Als Joachim Löw am Montag das erste Mal seit dem EM-Aus an die Öffentlichkeit getreten ist, hat er erklärt, es werde auf dem Platz fortan an zwei Mängeln gearbeitet: Umschaltspiel und Chancenverwertung. Neben dem Feld hat der Bundestrainer aber nun selbst gerade eine große Chance vergeben. An Manuel Neuer als neuem Kapitän ist sicher nichts auszusetzen. Mit Jerome Boateng wäre aber ein starkes Signal gesetzt worden, gerade in diesen Zeiten. Diese Option hatte sich Löw geboten, bisher hatte noch kein Bundestrainer so eine Chance. Der Ball lag vor seinen Füßen, das Tor war quasi leer, es gab ja keinen Gegner. Doch Löw verwandelte nicht.

Merkur-Sport-Redakteur Andreas Werner.

Im modernen Fußball ist die Kapitänsbinde nicht mehr so zu deuten, dass der Mann, der sie trägt, tatsächlich sagt, wo es langgeht. Jedenfalls ist er längst nicht mehr der Einzige. Heute sind die Profis besser ausgebildet, sie reifen schon früh zu Persönlichkeiten, man spricht ja – im Idealfall – gerne vom mündigen Profi. Bastian Schweinsteiger sagt, er habe immer gerne elf Kapitäne auf dem Platz gehabt, das hätte eine starke Mannschaft ausgezeichnet. Löw sagt, er habe in seiner Nationalelf den Luxus, viele Kapitäne zu haben – umso mehr hätte er das Amt nun mit einem symbolischen Charakter versehen können.

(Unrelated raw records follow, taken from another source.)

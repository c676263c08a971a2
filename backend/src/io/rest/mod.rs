//! # REST API Module
//!
//! HTTP handlers for the companion's trackers, all mounted under `/api`.
//!
//! ## Endpoints
//!
//! - `/cycle`, `/cycle/overview`: menstrual cycle record and predictions
//! - `/pregnancy`, `/pregnancy/overview`: pregnancy record and progress
//! - `/children`, `/children/:id`: child profiles, limited by plan
//! - `/children/:id/records`, `/children/:id/milestones`: growth tracking
//! - `/subscription`, `/plans`, `/checkout`: plans and the mock payment
//! - `/phase`: the life phase picked on first launch
//! - `/logs`: frontend log forwarding
//!
//! Overview endpoints accept `?today=YYYY-MM-DD`; without it the server's
//! local date is used. Errors are returned as `{"message": ...}`.

pub mod blocking;
pub mod child_apis;
pub mod cycle_apis;
pub mod errors;
pub mod growth_apis;
pub mod logging_apis;
pub mod mappers;
pub mod phase_apis;
pub mod pregnancy_apis;
pub mod subscription_apis;

use axum::{
    routing::{delete, get, post},
    Router,
};

use crate::AppState;

/// All API routes, to be nested under `/api`
pub fn api_router() -> Router<AppState> {
    Router::new()
        .route(
            "/cycle",
            get(cycle_apis::get_cycle).put(cycle_apis::save_cycle),
        )
        .route("/cycle/overview", get(cycle_apis::get_cycle_overview))
        .route(
            "/pregnancy",
            get(pregnancy_apis::get_pregnancy).put(pregnancy_apis::register_pregnancy),
        )
        .route(
            "/pregnancy/overview",
            get(pregnancy_apis::get_pregnancy_overview),
        )
        .route(
            "/children",
            get(child_apis::list_children).post(child_apis::create_child),
        )
        .route("/children/:id", get(child_apis::get_child))
        .route(
            "/children/:id/records",
            get(growth_apis::list_growth_records).post(growth_apis::add_growth_record),
        )
        .route(
            "/children/:id/records/:record_id",
            delete(growth_apis::delete_growth_record),
        )
        .route("/children/:id/milestones", get(growth_apis::get_milestones))
        .route(
            "/subscription",
            get(subscription_apis::get_subscription).put(subscription_apis::set_subscription),
        )
        .route("/plans", get(subscription_apis::get_plans))
        .route("/checkout", post(subscription_apis::checkout))
        .route(
            "/phase",
            get(phase_apis::get_phase)
                .put(phase_apis::set_phase)
                .delete(phase_apis::clear_phase),
        )
        .route("/logs", post(logging_apis::forward_client_log))
}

Boateng als erster farbiger Kapitän wäre ein politisches Signal gewesen, ein Zeichen gegen unsägliche Nachbarschaftdebatten und für die wachsende Bedeutung von Migration und Integration in diesem Land. Es wäre eine deutlichere Botschaft gewesen als die gängigen Bekenntnisse, wenn es mal wieder um Anfeindungen geht, und Boateng wäre sicher ein passendes Gesicht gewesen für eine Nationalmannschaft, die sich aus vielen Profis zusammensetzt, deren Eltern einst aus dem Ausland herkamen.

Neuer hätte sich sicher nicht verwehrt, doch auch er taugt zur Leitfigur. Er ist eine gute Wahl, keine Frage, sportlich noch unumstrittener als sein Bayern-Kollege, und er steht ebenfalls für Werte, mit denen sich die Menschen identifizieren können. Dass in Boatengs Nominierung eine tiefere Botschaft gesteckt hätte, ist nicht seine Schuld. Warum Löw seine Chance nicht nutzte? Er hat ja nichts wirklich falsch gemacht. Neuer war schon länger Bastian Schweinsteigers Vertreter, Löw handelte nur logisch, fand er. Mit anderen Worten: typisch deutsch.